Le marivaudage se poursuivit assez tard. Quand le colonel déposa Mme de Damvilliers chez sa tante, minuit sonnait à Saint-Sulpice. Le colonel était amoureux et Virginie assez satisfaite de le constater. Il fut convenu qu’on irait ensemble le lendemain voir au Louvre trois toiles de Jean-Antoine Gros, que le hussard tenait pour le meilleur peintre de l’Empire : « Bonaparte au pont d’Arcole », « Les pestiférés de Jaffa », « Napoléon sur le champ de bataille d’Eylau ».

Au cours de cette visite, Mme de Damvilliers, qui savait plaire, voulut revoir « Le cuirassier blessé » de Géricault.

« Mon Dieu, colonel, je vous imagine ainsi, attendant sous les boulets un secours qui ne vient pas, et j’en ai des frissons, la guerre est vraiment une chose affreuse ! »

Le colonel, gagné par l’émotion, se voyait comme le beau cavalier peint par l’artiste, mais un peu moins coquet peut-être, après un engagement meurtrier. Il prit la main de Virginie, qu’il baisa avec effusion. Virginie le laissa faire, posa sur lui le doux regard triste qui convenait à une dame penchée sur un héros blessé.

« La guerre est comme l’amour, madame, l’état naturel des mâles, murmura le hussard ; l’une et l’autre exigent le don du corps et l’engagement de l’âme ! »
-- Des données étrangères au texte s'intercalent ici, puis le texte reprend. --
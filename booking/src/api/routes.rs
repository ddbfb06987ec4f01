//! Router configuration.

use super::health::health_check;
use super::middleware::request_id_layer;
use super::state::AppState;
use super::{bookings, credentials, waitlist};
use crate::notify::Notifier;
use crate::store::BookingStore;
use axum::{
    Router,
    routing::{get, post, put},
};

/// Build the complete router.
///
/// | Method | Path | Operation |
/// |---|---|---|
/// | GET | `/health` | liveness |
/// | POST | `/api/bookings` | submit (book or waitlist) |
/// | GET | `/api/bookings/:key` | look up by id or confirmation code |
/// | DELETE | `/api/bookings/:key` | hard delete by id |
/// | PUT | `/api/bookings/:key/status` | status transition |
/// | POST | `/api/bookings/:key/cancel` | administrative cancel |
/// | POST | `/api/bookings/:key/check-in` | check in by id or code |
/// | POST | `/api/bookings/cancel` | self-service cancel with token |
/// | POST | `/api/check-in/:code` | check in by scanned code |
/// | GET | `/api/events/:id/bookings` | filtered, paginated listing |
/// | GET | `/api/events/:id/availability` | availability check |
/// | GET | `/api/events/:id/waitlist` | one scope's queue |
/// | POST | `/api/waitlist` | join a waitlist |
/// | POST | `/api/waitlist/sweep` | expire lapsed offers and promote |
/// | POST | `/api/waitlist/:id/convert` | claim an offer |
/// | POST | `/api/credentials/:id/redeem` | record a coupon or pass use |
pub fn build_router<S: BookingStore, N: Notifier>(state: AppState<S, N>) -> Router {
    let api_routes = Router::new()
        // Bookings
        .route("/bookings", post(bookings::submit::<S, N>))
        .route("/bookings/cancel", post(bookings::cancel_with_token::<S, N>))
        .route(
            "/bookings/:key",
            get(bookings::get_booking::<S, N>).delete(bookings::delete_booking::<S, N>),
        )
        .route("/bookings/:key/status", put(bookings::update_status::<S, N>))
        .route("/bookings/:key/cancel", post(bookings::cancel::<S, N>))
        .route("/bookings/:key/check-in", post(bookings::check_in::<S, N>))
        .route("/check-in/:key", post(bookings::check_in::<S, N>))
        // Per-event queries
        .route("/events/:id/bookings", get(bookings::list_bookings::<S, N>))
        .route(
            "/events/:id/availability",
            get(bookings::check_availability::<S, N>),
        )
        .route("/events/:id/waitlist", get(waitlist::list::<S, N>))
        // Waitlist
        .route("/waitlist", post(waitlist::join::<S, N>))
        .route("/waitlist/sweep", post(waitlist::sweep::<S, N>))
        .route("/waitlist/:id/convert", post(waitlist::convert::<S, N>))
        // Coupons and passes
        .route("/credentials/:id/redeem", post(credentials::redeem::<S, N>));

    Router::new()
        .route("/health", get(health_check))
        .nest("/api", api_routes)
        .layer(request_id_layer())
        .with_state(state)
}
En quittant le musée du Louvre, M. de Vigors portait, comme le cuirassier de Géricault, une blessure invisible, qui lui procurait une vive sensation de plaisir. Il comptait bien faire de la veuve du marquis une infirmière habile à le panser ! Les choses allèrent ensuite promptement. « Ne pas oser, c’est ne rien faire au bon moment, et on n’ose jamais sans être convaincu de la bonne fortune », pensait Charles de Vigors, qui appliquait à la conquête amoureuse les principes guerriers édictés par Napoléon. Étant convaincu de sa bonne fortune, il osa. Il fit porter rue du Luxembourg des brassées de roses, multiplia les invitations, offrit à Virginie un dessin du grenadier Pils représentant l’Empereur adossé à l’affût d’un canon et auquel il tenait beaucoup. Finalement, un après-midi où la pluie d’automne avait contraint les promeneurs à chercher un abri au Café Riche, sur le boulevard, il se déclara devant une tasse de chocolat fumant.
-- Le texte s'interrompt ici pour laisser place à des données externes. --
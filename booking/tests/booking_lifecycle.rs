//! Admission, lifecycle and listing against the in-memory store.

#![allow(clippy::unwrap_used, clippy::expect_used)] // Test code

mod common;

use common::{Harness, request};
use seatkeeper::{
    AvailabilityQuery, BookingError, BookingKey, BookingKind, BookingQuery, BookingStatus,
    BookingStore, ErrorKind, NewBooking, SortKey, SortOrder,
};

// ============================================================================
// Atomic admission
// ============================================================================

#[tokio::test(flavor = "multi_thread", worker_threads = 4)]
async fn test_concurrent_requests_for_last_places_admit_exactly_one() {
    let harness = Harness::in_memory();
    let event = harness.event(Some(2), false).await;

    let first = {
        let bookings = harness.bookings.clone();
        let req = NewBooking {
            quantity: Some(2),
            ..request(&event, "Alice")
        };
        tokio::spawn(async move { bookings.create_booking(req).await })
    };
    let second = {
        let bookings = harness.bookings.clone();
        let req = NewBooking {
            quantity: Some(2),
            ..request(&event, "Bob")
        };
        tokio::spawn(async move { bookings.create_booking(req).await })
    };

    let results = [first.await.unwrap(), second.await.unwrap()];
    let admitted = results.iter().filter(|r| r.is_ok()).count();
    assert_eq!(admitted, 1, "exactly one request may take the last places");

    let refusal = results.into_iter().find_map(Result::err).unwrap();
    assert!(matches!(
        refusal,
        BookingError::CapacityExceeded {
            remaining: Some(0),
            waitlist_open: false,
            ..
        }
    ));
}

#[tokio::test(flavor = "multi_thread", worker_threads = 4)]
async fn test_category_never_oversells_under_contention() {
    let harness = Harness::in_memory();
    let event = harness.open_event().await;
    let category = harness.category(&event, Some(10), 0).await;

    let handles: Vec<_> = (0..25)
        .map(|i| {
            let bookings = harness.bookings.clone();
            let req = NewBooking {
                kind: Some(BookingKind::Ticket),
                category_id: Some(category.id),
                ..request(&event, &format!("Guest{i}"))
            };
            tokio::spawn(async move { bookings.create_booking(req).await })
        })
        .collect();

    let mut admitted = 0;
    for handle in handles {
        match handle.await.unwrap() {
            Ok(_) => admitted += 1,
            Err(e) => assert_eq!(e.kind(), ErrorKind::CapacityExceeded),
        }
    }
    assert_eq!(admitted, 10);

    let stored = harness.store.get_category(category.id).await.unwrap().unwrap();
    assert_eq!(stored.sold, 10);
}

#[tokio::test]
async fn test_sold_out_category_reports_zero_remaining() {
    let harness = Harness::in_memory();
    let event = harness.event(None, false).await;
    let category = harness.category(&event, Some(5), 5).await;

    let availability = harness
        .bookings
        .check_availability(
            event.id,
            AvailabilityQuery {
                kind: Some(BookingKind::Ticket),
                quantity: Some(1),
                category_id: Some(category.id),
                ..AvailabilityQuery::default()
            },
        )
        .await
        .unwrap();

    assert!(!availability.admitted);
    assert_eq!(availability.remaining, Some(0));
}

#[tokio::test]
async fn test_availability_rejects_references_to_another_event() {
    let harness = Harness::in_memory();
    let event = harness.event(None, false).await;
    let other = harness.event(None, false).await;
    let foreign_category = harness.category(&other, Some(5), 0).await;
    let foreign_table = harness.element(&other, "Table 1", 4).await;

    let err = harness
        .bookings
        .check_availability(
            event.id,
            AvailabilityQuery {
                kind: Some(BookingKind::Ticket),
                category_id: Some(foreign_category.id),
                element_id: Some(foreign_table.id),
                ..AvailabilityQuery::default()
            },
        )
        .await
        .unwrap_err();
    assert!(matches!(
        &err,
        BookingError::Validation(errors) if errors.has("category_id") && errors.has("element_id")
    ));

    let err = harness
        .bookings
        .check_availability(
            event.id,
            AvailabilityQuery {
                category_id: Some(seatkeeper::CategoryId::new()),
                ..AvailabilityQuery::default()
            },
        )
        .await
        .unwrap_err();
    assert_eq!(err.kind(), ErrorKind::Validation);
}

#[tokio::test]
async fn test_held_element_is_refused_even_with_spare_capacity() {
    let harness = Harness::in_memory();
    let event = harness.event(Some(100), false).await;
    let table = harness.element(&event, "Table 7", 4).await;

    harness
        .book(NewBooking {
            element_id: Some(table.id),
            guests: Some(2),
            ..request(&event, "Alice")
        })
        .await;

    let availability = harness
        .bookings
        .check_availability(
            event.id,
            AvailabilityQuery {
                element_id: Some(table.id),
                ..AvailabilityQuery::default()
            },
        )
        .await
        .unwrap();
    assert!(!availability.admitted);
    assert!(availability.reason.contains("Table 7 is already taken"));

    let err = harness
        .bookings
        .create_booking(NewBooking {
            element_id: Some(table.id),
            ..request(&event, "Bob")
        })
        .await
        .unwrap_err();
    assert!(matches!(
        err,
        BookingError::CapacityExceeded { ref reason, .. } if reason.contains("already taken")
    ));
}

#[tokio::test]
async fn test_cancelling_frees_the_element() {
    let harness = Harness::in_memory();
    let event = harness.event(None, false).await;
    let table = harness.element(&event, "Booth 2", 6).await;

    let first = harness
        .book(NewBooking {
            element_id: Some(table.id),
            ..request(&event, "Alice")
        })
        .await;
    harness.bookings.cancel(first.id, None).await.unwrap();

    let second = harness
        .book(NewBooking {
            element_id: Some(table.id),
            ..request(&event, "Bob")
        })
        .await;
    assert_eq!(second.element_label.as_deref(), Some("Booth 2"));
}

#[tokio::test]
async fn test_tickets_do_not_draw_on_reservation_capacity() {
    let harness = Harness::in_memory();
    let event = harness.event(Some(2), false).await;

    let ticket = harness
        .book(NewBooking {
            kind: Some(BookingKind::Ticket),
            quantity: Some(5),
            ..request(&event, "Alice")
        })
        .await;
    assert_eq!(ticket.quantity, 5);

    harness
        .book(NewBooking {
            guests: Some(2),
            ..request(&event, "Bob")
        })
        .await;
}

// ============================================================================
// Validation and defaults
// ============================================================================

#[tokio::test]
async fn test_validation_reports_every_missing_field() {
    let harness = Harness::in_memory();

    let err = harness
        .bookings
        .create_booking(NewBooking::default())
        .await
        .unwrap_err();

    assert!(
        matches!(
            &err,
            BookingError::Validation(errors)
                if errors.has("customer_name") && errors.has("customer_email") && errors.has("event_id")
        ),
        "unexpected error: {err:?}"
    );
}

#[tokio::test]
async fn test_malformed_email_and_zero_quantity_are_rejected() {
    let harness = Harness::in_memory();
    let event = harness.event(None, false).await;

    let err = harness
        .bookings
        .create_booking(NewBooking {
            customer_email: Some("not-an-email".into()),
            quantity: Some(0),
            ..request(&event, "Alice")
        })
        .await
        .unwrap_err();

    assert!(matches!(
        &err,
        BookingError::Validation(errors) if errors.has("customer_email") && errors.has("quantity")
    ));
}

#[tokio::test]
async fn test_party_larger_than_element_is_rejected() {
    let harness = Harness::in_memory();
    let event = harness.event(None, false).await;
    let table = harness.element(&event, "Table 1", 2).await;

    let err = harness
        .bookings
        .create_booking(NewBooking {
            element_id: Some(table.id),
            guests: Some(5),
            ..request(&event, "Alice")
        })
        .await
        .unwrap_err();

    assert!(matches!(&err, BookingError::Validation(errors) if errors.has("guests")));
}

#[tokio::test]
async fn test_new_booking_defaults() {
    let harness = Harness::in_memory();
    let event = harness.event(None, false).await;
    let category = harness.category(&event, None, 0).await;

    let booking = harness
        .book(NewBooking {
            kind: Some(BookingKind::Ticket),
            category_id: Some(category.id),
            quantity: Some(3),
            ..request(&event, "Alice")
        })
        .await;

    assert_eq!(booking.status, BookingStatus::Pending);
    assert_eq!(booking.guests, 3);
    assert_eq!(booking.price.cents(), 7_500);
    assert_eq!(booking.currency, "EUR");
    assert_eq!(booking.confirmation_code.as_str().len(), 8);
    assert_eq!(harness.notifier.names(), vec!["booking_created"]);
}

#[tokio::test]
async fn test_auto_confirming_event_starts_confirmed() {
    let harness = Harness::in_memory();
    let event = harness.open_event().await;

    let booking = harness.book(request(&event, "Alice")).await;

    assert_eq!(booking.kind, BookingKind::Reservation);
    assert_eq!(booking.status, BookingStatus::Confirmed);
}

// ============================================================================
// Lifecycle
// ============================================================================

#[tokio::test]
async fn test_status_follows_the_transition_table() {
    let harness = Harness::in_memory();
    let event = harness.event(None, false).await;
    let booking = harness.book(request(&event, "Alice")).await;

    let confirmed = harness
        .bookings
        .update_status(booking.id, BookingStatus::Confirmed)
        .await
        .unwrap();
    assert_eq!(confirmed.status, BookingStatus::Confirmed);

    let err = harness
        .bookings
        .update_status(booking.id, BookingStatus::Pending)
        .await
        .unwrap_err();
    assert!(matches!(
        err,
        BookingError::InvalidTransition {
            from: BookingStatus::Confirmed,
            to: BookingStatus::Pending,
        }
    ));

    harness.bookings.cancel(booking.id, Some("duplicate".into())).await.unwrap();
    let err = harness.bookings.cancel(booking.id, None).await.unwrap_err();
    assert_eq!(err, BookingError::AlreadyCancelled);

    let stored = harness
        .bookings
        .get_booking(&BookingKey::Id(booking.id))
        .await
        .unwrap();
    assert_eq!(stored.status, BookingStatus::Cancelled);
    assert!(stored.internal_notes.unwrap_or_default().contains("duplicate"));
}

#[tokio::test]
async fn test_cancel_returns_category_units() {
    let harness = Harness::in_memory();
    let event = harness.event(None, false).await;
    let category = harness.category(&event, Some(4), 0).await;

    let booking = harness
        .book(NewBooking {
            kind: Some(BookingKind::Ticket),
            category_id: Some(category.id),
            quantity: Some(3),
            ..request(&event, "Alice")
        })
        .await;
    let stored = harness.store.get_category(category.id).await.unwrap().unwrap();
    assert_eq!(stored.sold, 3);

    harness.bookings.cancel(booking.id, None).await.unwrap();
    let stored = harness.store.get_category(category.id).await.unwrap().unwrap();
    assert_eq!(stored.sold, 0);
}

#[tokio::test]
async fn test_delete_retires_the_confirmation_code() {
    let harness = Harness::in_memory();
    let event = harness.event(None, false).await;
    let booking = harness.book(request(&event, "Alice")).await;

    harness.bookings.delete_booking(booking.id).await.unwrap();

    let err = harness
        .bookings
        .get_booking(&BookingKey::Code(booking.confirmation_code.clone()))
        .await
        .unwrap_err();
    assert_eq!(err.kind(), ErrorKind::NotFound);
    let err = harness.bookings.delete_booking(booking.id).await.unwrap_err();
    assert_eq!(err.kind(), ErrorKind::NotFound);
}

#[tokio::test]
async fn test_lookup_by_code_and_by_id_agree() {
    let harness = Harness::in_memory();
    let event = harness.event(None, false).await;
    let booking = harness.book(request(&event, "Alice")).await;

    let by_code: BookingKey = booking.confirmation_code.as_str().parse().unwrap();
    let by_id: BookingKey = booking.id.to_string().parse().unwrap();

    assert_eq!(
        harness.bookings.get_booking(&by_code).await.unwrap(),
        harness.bookings.get_booking(&by_id).await.unwrap()
    );
}

// ============================================================================
// Listing
// ============================================================================

#[tokio::test]
async fn test_listing_filters_sorts_and_pages() {
    let harness = Harness::in_memory();
    let event = harness.event(None, false).await;
    let other = harness.event(None, false).await;

    for name in ["Charlie", "Alice", "Bob", "Dana"] {
        harness.book(request(&event, name)).await;
    }
    harness.book(request(&other, "Alicia")).await;
    let cancelled = harness.book(request(&event, "Eve")).await;
    harness.bookings.cancel(cancelled.id, None).await.unwrap();

    let page = harness
        .bookings
        .list_bookings(
            event.id,
            &BookingQuery {
                status: Some(BookingStatus::Pending),
                sort: SortKey::CustomerName,
                order: SortOrder::Asc,
                limit: Some(2),
                offset: Some(1),
                ..BookingQuery::default()
            },
        )
        .await
        .unwrap();
    assert_eq!(page.total, 4);
    let names: Vec<_> = page.items.iter().map(|b| b.customer.name.as_str()).collect();
    assert_eq!(names, vec!["Bob", "Charlie"]);

    let page = harness
        .bookings
        .list_bookings(
            event.id,
            &BookingQuery {
                search: Some("ALI".into()),
                ..BookingQuery::default()
            },
        )
        .await
        .unwrap();
    assert_eq!(page.total, 1);
    assert_eq!(page.items[0].customer.name, "Alice");
}

#[tokio::test]
async fn test_offset_past_the_end_returns_an_empty_page() {
    let harness = Harness::in_memory();
    let event = harness.event(None, false).await;
    harness.book(request(&event, "Alice")).await;

    let page = harness
        .bookings
        .list_bookings(
            event.id,
            &BookingQuery {
                offset: Some(u32::MAX),
                ..BookingQuery::default()
            },
        )
        .await
        .unwrap();
    assert_eq!(page.total, 1);
    assert!(page.items.is_empty());
    assert_eq!(page.offset, u32::MAX);
}

#[tokio::test]
async fn test_listing_unknown_event_is_not_found() {
    let harness = Harness::in_memory();

    let err = harness
        .bookings
        .list_bookings(seatkeeper::EventId::new(), &BookingQuery::default())
        .await
        .unwrap_err();
    assert_eq!(err.kind(), ErrorKind::NotFound);
}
« J’ai une demande à formuler, madame, dit soudain le colonel, une demande délicate qui peut engager le reste de ma vie. Je vous prie d’en excuser la brutalité : voulez-vous m’épouser ? »

Virginie ne fut pas surprise et, très simplement, elle le dit au colonel, estimant inutile de jouer la scène conventionnelle de l’étonnement. Cet homme lui plaisait. Vigoureux, direct, sain, bien différent des banquiers libidineux, des polygraphes acnéiques et des viveurs fatigués qu’elle rencontrait chez sa tante.

« Où puis-je vous donner une réponse, disons, dans quarante-huit heures, colonel ? »

Le hussard, interloqué par ce ton de femme d’affaires, mais bouleversé par le sourire et le regard affectueux de Mme de Damvilliers, bredouilla :

« Au Jockey-Club…, par un billet… Je vais m’y enfermer en attendant votre décision. Chez moi, je tournerais comme un fauve encagé ! »

« Puis-je espérer ? » interrogea-t-il plus tard, alors qu’il déposait Virginie devant une boutique où Mme Drouin devait la rejoindre.

La jeune femme tendit sa main à baiser.

« L’espérance n’est-elle pas déjà un plaisir, monsieur ? »

Ainsi qu’il l’avait dit, Charles de Vigors finit la journée au Club, rentra chez lui, sérieusement éméché, ayant gagné au jeu de quoi faire à Virginie, si sa réponse devait être positive, un beau cadeau de fiançailles. Comme tous les amoureux dans l’expectative, le colonel eut un sommeil agité. Au réveil, il connut en prenant son petit déjeuner des alternances. Tantôt il pensait avoir enlevé la place, tantôt il se voyait refusé. Agréé, il commencerait une nouvelle vie ; éconduit, il continuerait à recevoir de « petites dames » sans manières, car il se connaissait assez pour savoir que sa déception « ne lui couperait ni le boire ni le manger ».

Revenu au Jockey-Club, il se remit au jeu et gagna avec une chance insolente, ce qui l’incita au pessimisme. Quand, à la fin de l’après-midi, un valet vint lui annoncer qu’on le demandait, il était persuadé d’un refus auquel, par anticipation, il se résignait.

« Une dame vous attend dans sa voiture, mon colonel », dit le domestique.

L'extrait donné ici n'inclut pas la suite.